In general and in the context of this invention, a MAGE protein will be approximately 50% or more identical, such as 70, 80, 90, 95 96, 97, 98 or 99% identical, in this core region with amino acids 195 to 279 of MAGE A1.

MAGE protein derivatives are also known in the art, see: WO 99/40188. Such derivatives are suitable for use in therapeutic vaccine formulations (Immunotherapeutic) which are suitable for the treatment of a range of tumour types.

Several CTL epitopes have been identified on the MAGE-3 protein. One such epitope, MAGE-3.A1 , is a nonapeptide sequence located between amino acids 168 and 176 of the MAGE-3 protein which constitutes an epitope specific for CTLs when presented in association with the MHC class I molecule HLA.A1. Recently two additional CTL epitopes have been identified on the peptide sequence of the MAGE-3 protein by their ability to mount a CTL response in a mixed culture of melanoma cells and autologous lymphocytes. These two epitopes have specific binding motifs for the HLA.A2 (Van der Bruggen, 1994) and HLA.B44 (Herman, 1996) alleles respectively.

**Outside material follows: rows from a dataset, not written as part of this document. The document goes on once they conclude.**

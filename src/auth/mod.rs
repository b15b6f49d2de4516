use crate::state::AppState;
use axum::Router;

pub mod claims;
pub mod dto;
pub mod handlers;
pub mod jwt;
pub mod middleware;
pub mod password;
pub mod repo;
pub mod repo_types;
pub mod services;

pub fn router(state: &AppState) -> Router<AppState> {
    Router::new()
        .merge(handlers::auth_routes())
        .merge(handlers::session_routes(state))
}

In a further embodiment of the invention, the tumour antigen may comprise or consist of one of the following antigens, or an immunogenic portion thereof which is able to direct an immune response to the antigen: SSX-2; SSX-4; SSX-5; NA17; MELAN-A; Tyrosinase; LAGE-1 ; NY-ESO-1 ; PRAME; P790; P510; P835; B305D; B854; CASB618 (as described in WO00/53748); CASB7439 (as described in WO01/62778); C1491 ; C1584; and C1585.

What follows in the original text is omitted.